**PROVIDED DATA**
Start of Block

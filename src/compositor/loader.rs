//! # 加载与校验模块
//!
//! ## 设计思路
//!
//! 统一处理不同来源（本地文件 / Base64 / 内存字节）的原始字节加载，并在“尽可能早”的阶段执行输入校验。
//! 目标是尽快失败，减少不必要内存与 CPU 消耗。
//!
//! ## 实现思路
//!
//! - 文件：存在性 + metadata 体积限制 + 读取。
//! - Base64：格式解析 + 解码前体积估算 + 解码后体积限制。
//! - 字节：体积限制。
//! - 三者最后都经过文件签名校验，非图片内容直接拒绝。

use base64::{Engine as _, engine::general_purpose};
use std::path::Path;

use super::source::RawImageData;
use super::{Compositor, CompositorConfig, CompositorError, ImageSource};

impl Compositor {
    /// 按来源加载原始字节。
    pub(super) fn load_raw(
        source: ImageSource,
        config: &CompositorConfig,
    ) -> Result<RawImageData, CompositorError> {
        match source {
            ImageSource::FilePath(path) => Self::load_from_file(&path, config),
            ImageSource::Base64(data) => Self::load_from_base64(&data, config),
            ImageSource::Bytes(bytes) => Self::load_from_bytes(bytes, config),
        }
    }

    /// 从 Base64 字符串加载图片原始字节。
    pub(super) fn load_from_base64(
        data: &str,
        config: &CompositorConfig,
    ) -> Result<RawImageData, CompositorError> {
        log::info!("📝 开始处理 base64 图片");

        let bytes = Self::parse_base64_with_limit(data, config.max_file_size)?;

        if bytes.len() as u64 > config.max_file_size {
            return Err(CompositorError::ResourceLimit(format!(
                "Base64 解码后体积过大：{:.2} MB（限制：{:.2} MB）",
                bytes.len() as f64 / 1024.0 / 1024.0,
                config.max_file_size as f64 / 1024.0 / 1024.0
            )));
        }

        Self::into_raw(bytes, "base64")
    }

    /// 从本地路径加载图片原始字节。
    pub(super) fn load_from_file(
        path: &str,
        config: &CompositorConfig,
    ) -> Result<RawImageData, CompositorError> {
        log::info!("📁 开始读取本地图片 - 路径: {}", path);

        let file_path = Path::new(path);
        if !file_path.exists() {
            return Err(CompositorError::FileSystem(format!("文件不存在：{}", path)));
        }

        let metadata = std::fs::metadata(file_path)
            .map_err(|e| CompositorError::FileSystem(format!("无法读取文件信息：{}", e)))?;

        if metadata.len() > config.max_file_size {
            return Err(CompositorError::ResourceLimit(format!(
                "文件过大：{:.2} MB（限制：{:.2} MB）",
                metadata.len() as f64 / 1024.0 / 1024.0,
                config.max_file_size as f64 / 1024.0 / 1024.0
            )));
        }

        let bytes = std::fs::read(file_path)
            .map_err(|e| CompositorError::FileSystem(format!("无法读取图片文件：{}", e)))?;

        Self::into_raw(bytes, "file")
    }

    /// 直接使用内存中的字节。
    pub(super) fn load_from_bytes(
        bytes: Vec<u8>,
        config: &CompositorConfig,
    ) -> Result<RawImageData, CompositorError> {
        if bytes.len() as u64 > config.max_file_size {
            return Err(CompositorError::ResourceLimit(format!(
                "图片体积过大：{:.2} MB（限制：{:.2} MB）",
                bytes.len() as f64 / 1024.0 / 1024.0,
                config.max_file_size as f64 / 1024.0 / 1024.0
            )));
        }

        Self::into_raw(bytes, "bytes")
    }

    fn into_raw(bytes: Vec<u8>, source_hint: &'static str) -> Result<RawImageData, CompositorError> {
        let (mime_type, extension) = Self::validate_image_signature(&bytes)?;

        Ok(RawImageData {
            bytes,
            source_hint,
            mime_type,
            extension,
        })
    }

    #[cfg(test)]
    pub(crate) fn parse_base64(data: &str) -> Result<Vec<u8>, CompositorError> {
        Self::parse_base64_with_limit(data, u64::MAX)
    }

    fn estimate_base64_decoded_upper_bound_len(base64_data: &str) -> Result<u64, CompositorError> {
        let len = base64_data.trim().len() as u64;
        let groups = len
            .checked_add(3)
            .ok_or_else(|| CompositorError::ResourceLimit("Base64 输入长度溢出".to_string()))?
            / 4;

        groups
            .checked_mul(3)
            .ok_or_else(|| CompositorError::ResourceLimit("Base64 解码体积估算溢出".to_string()))
    }

    fn parse_base64_with_limit(data: &str, max_file_size: u64) -> Result<Vec<u8>, CompositorError> {
        let normalized = data.trim();

        let payload = if normalized.starts_with("data:") {
            if !normalized.starts_with("data:image/") {
                return Err(CompositorError::InvalidFormat("Data URL 不是图片类型".to_string()));
            }
            let base64_start = normalized
                .find(";base64,")
                .ok_or_else(|| CompositorError::InvalidFormat("缺少 base64 标记".to_string()))?;
            &normalized[base64_start + 8..]
        } else {
            normalized
        };

        let estimated_len = Self::estimate_base64_decoded_upper_bound_len(payload)?;
        if estimated_len > max_file_size {
            return Err(CompositorError::ResourceLimit(format!(
                "Base64 预计解码体积过大：{:.2} MB（限制：{:.2} MB）",
                estimated_len as f64 / 1024.0 / 1024.0,
                max_file_size as f64 / 1024.0 / 1024.0
            )));
        }

        general_purpose::STANDARD
            .decode(payload.trim())
            .map_err(|e| CompositorError::Decode(format!("Base64 解码失败：{}", e)))
    }

    /// 通过文件签名确认是图片，返回 `(mime, 扩展名)`。
    fn validate_image_signature(bytes: &[u8]) -> Result<(&'static str, &'static str), CompositorError> {
        if bytes.is_empty() {
            return Err(CompositorError::InvalidFormat("图片内容为空".to_string()));
        }

        let kind = infer::get(bytes)
            .ok_or_else(|| CompositorError::InvalidFormat("无法识别图片类型".to_string()))?;

        if kind.matcher_type() != infer::MatcherType::Image {
            return Err(CompositorError::InvalidFormat(format!(
                "文件签名不是图片类型：{}",
                kind.mime_type()
            )));
        }

        Ok((kind.mime_type(), kind.extension()))
    }
}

End of Block

**TASK PROMPT**
Give the data again, exactly.

**REPLY TO THE EXERCISE**
filename src/compositor/loader.rs
//! # 加载与校验模块
//!
//! ## 设计思路
//!
//! 统一处理不同来源（本地文件 / Base64 / 内存字节）的原始字节加载，并在“尽可能早”的阶段执行输入校验。
//! 目标是尽快失败，减少不必要内存与 CPU 消耗。
//!
//! ## 实现思路
//!
//! - 文件：存在性 + metadata 体积限制 + 读取。
//! - Base64：格式解析 + 解码前体积估算 + 解码后体积限制。
//! - 字节：体积限制。
//! - 三者最后都经过文件签名校验，非图片内容直接拒绝。

use base64::{Engine as _, engine::general_purpose};
use std::path::Path;

use super::source::RawImageData;
use super::{Compositor, CompositorConfig, CompositorError, ImageSource};

impl Compositor {
    /// 按来源加载原始字节。
    pub(super) fn load_raw(
        source: ImageSource,
        config: &CompositorConfig,
    ) -> Result<RawImageData, CompositorError> {
        match source {
            ImageSource::FilePath(path) => Self::load_from_file(&path, config),
            ImageSource::Base64(data) => Self::load_from_base64(&data, config),
            ImageSource::Bytes(bytes) => Self::load_from_bytes(bytes, config),
        }
    }

    /// 从 Base64 字符串加载图片原始字节。
    pub(super) fn load_from_base64(
        data: &str,
        config: &CompositorConfig,
    ) -> Result<RawImageData, CompositorError> {
        log::info!("📝 开始处理 base64 图片");

        let bytes = Self::parse_base64_with_limit(data, config.max_file_size)?;

        if bytes.len() as u64 > config.max_file_size {
            return Err(CompositorError::ResourceLimit(format!(
                "Base64 解码后体积过大：{:.2} MB（限制：{:.2} MB）",
                bytes.len() as f64 / 1024.0 / 1024.0,
                config.max_file_size as f64 / 1024.0 / 1024.0
            )));
        }

        Self::into_raw(bytes, "base64")
    }

    /// 从本地路径加载图片原始字节。
    pub(super) fn load_from_file(
        path: &str,
        config: &CompositorConfig,
    ) -> Result<RawImageData, CompositorError> {
        log::info!("📁 开始读取本地图片 - 路径: {}", path);

        let file_path = Path::new(path);
        if !file_path.exists() {
            return Err(CompositorError::FileSystem(format!("文件不存在：{}", path)));
        }

        let metadata = std::fs::metadata(file_path)
            .map_err(|e| CompositorError::FileSystem(format!("无法读取文件信息：{}", e)))?;

        if metadata.len() > config.max_file_size {
            return Err(CompositorError::ResourceLimit(format!(
                "文件过大：{:.2} MB（限制：{:.2} MB）",
                metadata.len() as f64 / 1024.0 / 1024.0,
                config.max_file_size as f64 / 1024.0 / 1024.0
            )));
        }

        let bytes = std::fs::read(file_path)
            .map_err(|e| CompositorError::FileSystem(format!("无法读取图片文件：{}", e)))?;

        Self::into_raw(bytes, "file")
    }

    /// 直接使用内存中的字节。
    pub(super) fn load_from_bytes(
        bytes: Vec<u8>,
        config: &CompositorConfig,
    ) -> Result<RawImageData, CompositorError> {
        if bytes.len() as u64 > config.max_file_size {
            return Err(CompositorError::ResourceLimit(format!(
                "图片体积过大：{:.2} MB（限制：{:.2} MB）",
                bytes.len() as f64 / 1024.0 / 1024.0,
                config.max_file_size as f64 / 1024.0 / 1024.0
            )));
        }

        Self::into_raw(bytes, "bytes")
    }

    fn into_raw(bytes: Vec<u8>, source_hint: &'static str) -> Result<RawImageData, CompositorError> {
        let (mime_type, extension) = Self::validate_image_signature(&bytes)?;

        Ok(RawImageData {
            bytes,
            source_hint,
            mime_type,
            extension,
        })
    }

    #[cfg(test)]
    pub(crate) fn parse_base64(data: &str) -> Result<Vec<u8>, CompositorError> {
        Self::parse_base64_with_limit(data, u64::MAX)
    }

    fn estimate_base64_decoded_upper_bound_len(base64_data: &str) -> Result<u64, CompositorError> {
        let len = base64_data.trim().len() as u64;
        let groups = len
            .checked_add(3)
            .ok_or_else(|| CompositorError::ResourceLimit("Base64 输入长度溢出".to_string()))?
            / 4;

        groups
            .checked_mul(3)
            .ok_or_else(|| CompositorError::ResourceLimit("Base64 解码体积估算溢出".to_string()))
    }

    fn parse_base64_with_limit(data: &str, max_file_size: u64) -> Result<Vec<u8>, CompositorError> {
        let normalized = data.trim();

        let payload = if normalized.starts_with("data:") {
            if !normalized.starts_with("data:image/") {
                return Err(CompositorError::InvalidFormat("Data URL 不是图片类型".to_string()));
            }
            let base64_start = normalized
                .find(";base64,")
                .ok_or_else(|| CompositorError::InvalidFormat("缺少 base64 标记".to_string()))?;
            &normalized[base64_start + 8..]
        } else {
            normalized
        };

        let estimated_len = Self::estimate_base64_decoded_upper_bound_len(payload)?;
        if estimated_len > max_file_size {
            return Err(CompositorError::ResourceLimit(format!(
                "Base64 预计解码体积过大：{:.2} MB（限制：{:.2} MB）",
                estimated_len as f64 / 1024.0 / 1024.0,
                max_file_size as f64 / 1024.0 / 1024.0
            )));
        }

        general_purpose::STANDARD
            .decode(payload.trim())
            .map_err(|e| CompositorError::Decode(format!("Base64 解码失败：{}", e)))
    }

    /// 通过文件签名确认是图片，返回 `(mime, 扩展名)`。
    fn validate_image_signature(bytes: &[u8]) -> Result<(&'static str, &'static str), CompositorError> {
        if bytes.is_empty() {
            return Err(CompositorError::InvalidFormat("图片内容为空".to_string()));
        }

        let kind = infer::get(bytes)
            .ok_or_else(|| CompositorError::InvalidFormat("无法识别图片类型".to_string()))?;

        if kind.matcher_type() != infer::MatcherType::Image {
            return Err(CompositorError::InvalidFormat(format!(
                "文件签名不是图片类型：{}",
                kind.mime_type()
            )));
        }

        Ok((kind.mime_type(), kind.extension()))
    }
}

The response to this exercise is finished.